Gavel: 异构感知的深度学习集群调度策略

一、论文概览

属性内容
标题Heterogeneity-Aware Cluster Scheduling Policies for Deep Learning Workloads
arXiv2008.09213 (OSDI 2020)
机构Stanford University, Microsoft Research
源码https://github.com/stanford-futuredata/gavel (Rust)

核心贡献

  1. 异构感知调度框架:首次系统性地将加速器异构性(GPU/TPU/FPGA之间的性能差异)纳入DL集群调度策略设计中
  2. 有效吞吐量(Effective Throughput):将”分配矩阵A”(jobs × accelerators)与”每job在每类加速器上的吞吐量”结合,形式化为优化问题
  3. 空间共享感知:支持GPU多进程空间共享(MPS/MIG),能在job之间按比例分配GPU资源
  4. 轮次调度机制:支持分时调度和空间共享的混合调度策略
  5. 吞吐预测器:基于profile数据预测job在各类加速器上的性能

二、技术方法详解

2.1 核心框架

Gavel的核心抽象是分配矩阵A,其中A[i][k]表示分配给第i个job的第k类加速器的资源比例(0-1之间的连续值)。
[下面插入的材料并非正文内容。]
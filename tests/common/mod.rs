//! Shared doubles for integration tests

#![allow(dead_code)]

use a3s_browser_agent::{
    AgentDeps, AgentError, BrowserContext, BrowserContextFactory, Event, ExecutionContext,
    ExecutionManager, LlmClient, LlmProvider, LlmResponse, MessageRole, ModelOptions, PageState,
    Result, RuntimeConfig, TabId, Tool, ToolCall, ToolDefinition, ToolOutput, ToolRegistry, Turn,
};
use async_trait::async_trait;
use std::collections::{HashMap, VecDeque};
use std::sync::atomic::{AtomicUsize, Ordering};
use std::sync::{Arc, Mutex};
use std::time::Duration;

fn next_scripted<T: Clone>(queue: &mut VecDeque<T>) -> Option<T> {
    if queue.len() > 1 {
        queue.pop_front()
    } else {
        queue.front().cloned()
    }
}

/// Replays free-text/tool-call responses in order and structured answers by
/// schema title; the last entry of each script repeats
#[derive(Default)]
pub struct ScriptedLlm {
    responses: Mutex<VecDeque<LlmResponse>>,
    structured: Mutex<HashMap<String, VecDeque<serde_json::Value>>>,
    delay: Option<Duration>,
    pub calls: AtomicUsize,
}

impl ScriptedLlm {
    pub fn new() -> Self {
        Self::default()
    }

    /// Every free-text completion takes `delay` of (tokio) time
    pub fn with_delay(mut self, delay: Duration) -> Self {
        self.delay = Some(delay);
        self
    }

    pub fn text(self, text: &str) -> Self {
        self.responses
            .lock()
            .unwrap()
            .push_back(LlmResponse::text(text));
        self
    }

    pub fn tool(self, id: &str, name: &str, args: serde_json::Value) -> Self {
        self.responses
            .lock()
            .unwrap()
            .push_back(LlmResponse::tool_calls(vec![ToolCall::new(id, name, args)]));
        self
    }

    pub fn structured(self, title: &str, value: serde_json::Value) -> Self {
        self.structured
            .lock()
            .unwrap()
            .entry(title.to_string())
            .or_default()
            .push_back(value);
        self
    }
}

#[async_trait]
impl LlmClient for ScriptedLlm {
    async fn complete(&self, _turns: &[Turn], _tools: &[ToolDefinition]) -> Result<LlmResponse> {
        self.calls.fetch_add(1, Ordering::SeqCst);
        if let Some(delay) = self.delay {
            tokio::time::sleep(delay).await;
        }
        next_scripted(&mut *self.responses.lock().unwrap())
            .ok_or_else(|| AgentError::Llm("script exhausted".into()))
    }

    async fn complete_structured(
        &self,
        _turns: &[Turn],
        schema: &serde_json::Value,
    ) -> Result<serde_json::Value> {
        let title = schema["title"].as_str().unwrap_or_default().to_string();
        self.structured
            .lock()
            .unwrap()
            .get_mut(&title)
            .and_then(next_scripted)
            .ok_or_else(|| AgentError::Llm(format!("no answer for {}", title)))
    }
}

/// Provider handing out one client, optionally never becoming ready
pub struct TestProvider {
    client: Arc<dyn LlmClient>,
    ready: bool,
}

impl TestProvider {
    pub fn new(client: Arc<dyn LlmClient>) -> Self {
        Self {
            client,
            ready: true,
        }
    }

    pub fn never_ready(client: Arc<dyn LlmClient>) -> Self {
        Self {
            client,
            ready: false,
        }
    }
}

#[async_trait]
impl LlmProvider for TestProvider {
    async fn model(&self, _options: &ModelOptions) -> Result<Arc<dyn LlmClient>> {
        Ok(self.client.clone())
    }

    async fn is_ready(&self) -> bool {
        self.ready
    }
}

/// Provider whose credentials are missing
pub struct UnauthenticatedProvider;

#[async_trait]
impl LlmProvider for UnauthenticatedProvider {
    async fn model(&self, _options: &ModelOptions) -> Result<Arc<dyn LlmClient>> {
        Err(AgentError::Config("API key not configured".into()))
    }
}

#[derive(Default)]
pub struct FakeBrowser {
    pub locked: Mutex<Vec<TabId>>,
    pub unlocks: AtomicUsize,
    pub cleanups: AtomicUsize,
}

#[async_trait]
impl BrowserContext for FakeBrowser {
    async fn current_page(&self) -> Result<PageState> {
        Ok(PageState {
            tab_id: 42,
            url: "https://shop.example/cart".into(),
            title: "Cart".into(),
            summary: "[1] <button>Checkout</button>".into(),
            screenshot: None,
        })
    }

    async fn lock_to_tab(&self, tab_id: TabId) -> Result<()> {
        self.locked.lock().unwrap().push(tab_id);
        Ok(())
    }

    async fn unlock(&self) {
        self.unlocks.fetch_add(1, Ordering::SeqCst);
    }

    async fn cleanup(&self) {
        self.cleanups.fetch_add(1, Ordering::SeqCst);
    }
}

#[derive(Default)]
pub struct FakeBrowserFactory {
    pub browsers: Mutex<Vec<Arc<FakeBrowser>>>,
}

impl FakeBrowserFactory {
    pub fn last(&self) -> Arc<FakeBrowser> {
        self.browsers.lock().unwrap().last().cloned().unwrap()
    }
}

#[async_trait]
impl BrowserContextFactory for FakeBrowserFactory {
    async fn create(&self, _execution_id: &str) -> Result<Arc<dyn BrowserContext>> {
        let browser = Arc::new(FakeBrowser::default());
        self.browsers.lock().unwrap().push(browser.clone());
        Ok(browser)
    }
}

/// Tool that always succeeds with a fixed output
pub struct EchoTool(pub &'static str);

#[async_trait]
impl Tool for EchoTool {
    fn name(&self) -> &str {
        self.0
    }

    fn description(&self) -> &str {
        "Echoes its arguments"
    }

    fn parameters(&self) -> serde_json::Value {
        serde_json::json!({"type": "object"})
    }

    async fn execute(
        &self,
        args: &serde_json::Value,
        _ctx: &ExecutionContext,
    ) -> anyhow::Result<ToolOutput> {
        Ok(ToolOutput::success(args.clone()))
    }
}

/// Tool that always fails
pub struct BrokenTool;

#[async_trait]
impl Tool for BrokenTool {
    fn name(&self) -> &str {
        "extract"
    }

    fn description(&self) -> &str {
        "Extracts page content"
    }

    fn parameters(&self) -> serde_json::Value {
        serde_json::json!({"type": "object"})
    }

    async fn execute(
        &self,
        _args: &serde_json::Value,
        _ctx: &ExecutionContext,
    ) -> anyhow::Result<ToolOutput> {
        anyhow::bail!("content script not injected")
    }
}

/// Tool that needs a human to log in first
pub struct LoginTool;

#[async_trait]
impl Tool for LoginTool {
    fn name(&self) -> &str {
        "open_account"
    }

    fn description(&self) -> &str {
        "Opens the account page"
    }

    fn parameters(&self) -> serde_json::Value {
        serde_json::json!({"type": "object"})
    }

    async fn execute(
        &self,
        _args: &serde_json::Value,
        _ctx: &ExecutionContext,
    ) -> anyhow::Result<ToolOutput> {
        Ok(ToolOutput::human_input("Please log in to your account"))
    }
}

pub struct Harness {
    pub manager: ExecutionManager,
    pub browsers: Arc<FakeBrowserFactory>,
}

pub fn harness_with(
    provider: Arc<dyn LlmProvider>,
    tools: Vec<Arc<dyn Tool>>,
    config: RuntimeConfig,
) -> Harness {
    let registry = ToolRegistry::new();
    for tool in tools {
        registry.register(tool);
    }
    let browsers = Arc::new(FakeBrowserFactory::default());
    let manager = ExecutionManager::new(
        config,
        AgentDeps::new(provider, Arc::new(registry), browsers.clone()),
    );
    Harness { manager, browsers }
}

pub fn harness(llm: ScriptedLlm, tools: Vec<Arc<dyn Tool>>) -> Harness {
    harness_with(
        Arc::new(TestProvider::new(Arc::new(llm))),
        tools,
        RuntimeConfig::default(),
    )
}

/// Published UI messages with the given role
pub fn messages(events: &[Event], role: MessageRole) -> Vec<String> {
    events
        .iter()
        .filter_map(|e| match e {
            Event::Message(m) if m.role == role => Some(m.content.clone()),
            _ => None,
        })
        .collect()
}
//! Conversation turns
//!
//! A `Turn` is one entry of an execution's conversational memory. The kind
//! is the enum discriminant, so every consumer dispatches with a `match`.

use serde::{Deserialize, Serialize};
use std::fmt;

/// Discriminant of a [`Turn`], for filtering and counting
#[derive(Debug, Clone, Copy, PartialEq, Eq, Hash, Serialize, Deserialize)]
#[serde(rename_all = "snake_case")]
pub enum TurnKind {
    System,
    Human,
    Ai,
    Tool,
    BrowserState,
}

impl fmt::Display for TurnKind {
    fn fmt(&self, f: &mut fmt::Formatter<'_>) -> fmt::Result {
        match self {
            TurnKind::System => write!(f, "system"),
            TurnKind::Human => write!(f, "human"),
            TurnKind::Ai => write!(f, "ai"),
            TurnKind::Tool => write!(f, "tool"),
            TurnKind::BrowserState => write!(f, "browser_state"),
        }
    }
}

/// Tool invocation requested by the model
#[derive(Debug, Clone, PartialEq, Serialize, Deserialize)]
pub struct ToolCall {
    pub id: String,
    pub name: String,
    pub args: serde_json::Value,
}

impl ToolCall {
    pub fn new(id: impl Into<String>, name: impl Into<String>, args: serde_json::Value) -> Self {
        Self {
            id: id.into(),
            name: name.into(),
            args,
        }
    }
}

/// Tool result payload: plain text or structured JSON
#[derive(Debug, Clone, PartialEq, Serialize, Deserialize)]
#[serde(untagged)]
pub enum TurnContent {
    Text(String),
    Structured(serde_json::Value),
}

impl TurnContent {
    /// Render as text (structured payloads are serialized as compact JSON)
    pub fn as_text(&self) -> String {
        match self {
            TurnContent::Text(text) => text.clone(),
            TurnContent::Structured(value) => value.to_string(),
        }
    }
}

impl From<String> for TurnContent {
    fn from(s: String) -> Self {
        TurnContent::Text(s)
    }
}

impl From<&str> for TurnContent {
    fn from(s: &str) -> Self {
        TurnContent::Text(s.to_string())
    }
}

impl From<serde_json::Value> for TurnContent {
    fn from(v: serde_json::Value) -> Self {
        TurnContent::Structured(v)
    }
}

/// One conversational turn
#[derive(Debug, Clone, PartialEq, Serialize, Deserialize)]
#[serde(tag = "kind", rename_all = "snake_case")]
pub enum Turn {
    System {
        content: String,
    },
    Human {
        content: String,
    },
    Ai {
        content: String,
        #[serde(default, skip_serializing_if = "Vec::is_empty")]
        tool_calls: Vec<ToolCall>,
    },
    Tool {
        tool_call_id: String,
        content: TurnContent,
    },
    BrowserState {
        content: String,
    },
}

impl Turn {
    pub fn system(content: impl Into<String>) -> Self {
        Turn::System {
            content: content.into(),
        }
    }

    pub fn human(content: impl Into<String>) -> Self {
        Turn::Human {
            content: content.into(),
        }
    }

    pub fn ai(content: impl Into<String>) -> Self {
        Turn::Ai {
            content: content.into(),
            tool_calls: Vec::new(),
        }
    }

    pub fn ai_with_tool_calls(content: impl Into<String>, tool_calls: Vec<ToolCall>) -> Self {
        Turn::Ai {
            content: content.into(),
            tool_calls,
        }
    }

    pub fn tool(tool_call_id: impl Into<String>, content: impl Into<TurnContent>) -> Self {
        Turn::Tool {
            tool_call_id: tool_call_id.into(),
            content: content.into(),
        }
    }

    pub fn browser_state(content: impl Into<String>) -> Self {
        Turn::BrowserState {
            content: content.into(),
        }
    }

    pub fn kind(&self) -> TurnKind {
        match self {
            Turn::System { .. } => TurnKind::System,
            Turn::Human { .. } => TurnKind::Human,
            Turn::Ai { .. } => TurnKind::Ai,
            Turn::Tool { .. } => TurnKind::Tool,
            Turn::BrowserState { .. } => TurnKind::BrowserState,
        }
    }

    /// Text content of the turn
    pub fn text(&self) -> String {
        match self {
            Turn::System { content }
            | Turn::Human { content }
            | Turn::Ai { content, .. }
            | Turn::BrowserState { content } => content.clone(),
            Turn::Tool { content, .. } => content.as_text(),
        }
    }

    /// Tool calls attached to an AI turn
    pub fn tool_calls(&self) -> &[ToolCall] {
        match self {
            Turn::Ai { tool_calls, .. } => tool_calls,
            _ => &[],
        }
    }

    pub fn tool_call_id(&self) -> Option<&str> {
        match self {
            Turn::Tool { tool_call_id, .. } => Some(tool_call_id),
            _ => None,
        }
    }

    /// Character length of the content, as counted by token estimation
    pub fn content_chars(&self) -> usize {
        match self {
            Turn::System { content }
            | Turn::Human { content }
            | Turn::Ai { content, .. }
            | Turn::BrowserState { content } => content.chars().count(),
            Turn::Tool { content, .. } => match content {
                TurnContent::Text(text) => text.chars().count(),
                TurnContent::Structured(value) => value.to_string().chars().count(),
            },
        }
    }
}

#[cfg(test)]
mod tests {
    use super::*;

    #[test]
    fn test_kind_dispatch() {
        assert_eq!(Turn::system("s").kind(), TurnKind::System);
        assert_eq!(Turn::human("h").kind(), TurnKind::Human);
        assert_eq!(Turn::ai("a").kind(), TurnKind::Ai);
        assert_eq!(Turn::tool("call-1", "ok").kind(), TurnKind::Tool);
        assert_eq!(Turn::browser_state("page").kind(), TurnKind::BrowserState);
    }

    #[test]
    fn test_tool_calls_only_on_ai() {
        let call = ToolCall::new("c1", "navigate", serde_json::json!({"url": "https://a3s.dev"}));
        let ai = Turn::ai_with_tool_calls("", vec![call.clone()]);
        assert_eq!(ai.tool_calls(), &[call]);
        assert!(Turn::human("hi").tool_calls().is_empty());
    }

    #[test]
    fn test_structured_tool_content() {
        let turn = Turn::tool("c1", serde_json::json!({"ok": true}));
        assert_eq!(turn.text(), r#"{"ok":true}"#);
        assert_eq!(turn.tool_call_id(), Some("c1"));
        assert_eq!(turn.content_chars(), 11);
    }

    #[test]
    fn test_serde_tagging() {
        let turn = Turn::browser_state("Tab 1: example.com");
        let json = serde_json::to_value(&turn).unwrap();
        assert_eq!(json["kind"], "browser_state");
        assert_eq!(json["content"], "Tab 1: example.com");

        let ai: Turn = serde_json::from_str(r#"{"kind":"ai","content":"thinking"}"#).unwrap();
        assert_eq!(ai, Turn::ai("thinking"));
    }

    #[test]
    fn test_kind_display() {
        assert_eq!(TurnKind::BrowserState.to_string(), "browser_state");
        assert_eq!(TurnKind::Ai.to_string(), "ai");
    }
}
多种调度策略均可表示为:

maximize/minimize  f(A, S)
subject to  Σᵢ A[i][k] ≤ 1, ∀k  (不超过每种加速器总容量)
            0 ≤ A[i][k] ≤ 1       (非负分配)

其中S是所有job的预期完成时间集合。

2.2 支持的调度策略

策略目标数学表达
最大吞吐 (Max-Throughput)最大化集群吞吐max Σᵢ Σₖ A[i][k] × perf[i][k]
最小完成时间 (Min-Completion)所有job尽快完成min maxᵢ S[i]
最短剩余时间优先 (SRTF)优先短jobmin Σᵢ S[i]
公平策略 (Fairness)一切片各job等量并行S[i] = S[j], ∀i,j
加权公平 (W-Fairness)按权重分配perf_weighted 分配
Gittins Index最优MDP调度不确定性的Bayesian最优

2.3 吞吐量估计器

  • 对每个job在每类加速器上运行10-20步profile
  • 使用profile数据构建资源-性能曲线
  • 预测job在任意资源分配下的吞吐量

三、实验评估

物理集群实验

策略加速比(vs Best Static)
MaxProd (round-robin)1.0-1.2×
Gavel MaxThroughput1.3-1.5×
Gavel MinCompletion1.2-1.4×

大规模仿真

  • 在Trace驱动的1.5年仿真中验证策略有效性
  • 异构感知策略在各种工作负载分布下均优于同构感知基线

四、亮点与局限

亮点

  1. 问题定义清晰:首次将加速器异构性纳入DL调度
  2. 通用框架:多种调度策略可在统一框架下实现
  3. 实验充分:物理集群+大规模仿真双验证
  4. 直接影响后续工作:为Sia、Pallavi等异构调度工作奠定基础

局限

  1. 假设job性能profile可提前获取
  2. 未考虑网络通信对异构集群拓扑的影响
  3. 未考虑训练过程中的性能动态变化

五、个人评价

Gavel是异构DL集群调度的奠基之作(OSDI 2020),提出了将加速器异构性纳入调度优化的范式。其核心洞察——“不同模型在不同加速器上性能差异巨大”——在当今GPU代际加速迭代的背景下尤为关键。有效吞吐量的数学框架清晰优雅,为后续Sia、Pallavi等工作奠定了基础。